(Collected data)
•••

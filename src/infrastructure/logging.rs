use tracing_subscriber::{
    fmt::{self, format::FmtSpan},
    layer::SubscriberExt,
    util::SubscriberInitExt,
    EnvFilter,
};

use crate::config::{LogFormat, LoggingConfig};

/// Install the global subscriber; `RUST_LOG` overrides the configured level
///
/// Logs go to stderr so command output on stdout stays machine-readable.
pub fn init_logging(config: &LoggingConfig) {
    let filter = EnvFilter::try_from_default_env()
        .unwrap_or_else(|_| EnvFilter::new(&config.level));

    let result = match config.format {
        LogFormat::Json => tracing_subscriber::registry()
            .with(filter)
            .with(
                fmt::layer()
                    .json()
                    .with_writer(std::io::stderr)
                    .with_span_events(FmtSpan::CLOSE),
            )
            .try_init(),
        LogFormat::Pretty => tracing_subscriber::registry()
            .with(filter)
            .with(
                fmt::layer()
                    .pretty()
                    .with_target(true)
                    .with_writer(std::io::stderr)
                    .with_span_events(FmtSpan::CLOSE),
            )
            .try_init(),
    };

    if let Err(e) = result {
        eprintln!("Logging already initialized: {}", e);
        return;
    }

    tracing::debug!("Logging initialized with level: {}", config.level);
}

•••

Repeat the entries exactly as they appear.

filename src/infrastructure/logging.rs
use tracing_subscriber::{
    fmt::{self, format::FmtSpan},
    layer::SubscriberExt,
    util::SubscriberInitExt,
    EnvFilter,
};

use crate::config::{LogFormat, LoggingConfig};

/// Install the global subscriber; `RUST_LOG` overrides the configured level
///
/// Logs go to stderr so command output on stdout stays machine-readable.
pub fn init_logging(config: &LoggingConfig) {
    let filter = EnvFilter::try_from_default_env()
        .unwrap_or_else(|_| EnvFilter::new(&config.level));

    let result = match config.format {
        LogFormat::Json => tracing_subscriber::registry()
            .with(filter)
            .with(
                fmt::layer()
                    .json()
                    .with_writer(std::io::stderr)
                    .with_span_events(FmtSpan::CLOSE),
            )
            .try_init(),
        LogFormat::Pretty => tracing_subscriber::registry()
            .with(filter)
            .with(
                fmt::layer()
                    .pretty()
                    .with_target(true)
                    .with_writer(std::io::stderr)
                    .with_span_events(FmtSpan::CLOSE),
            )
            .try_init(),
    };

    if let Err(e) = result {
        eprintln!("Logging already initialized: {}", e);
        return;
    }

    tracing::debug!("Logging initialized with level: {}", config.level);
}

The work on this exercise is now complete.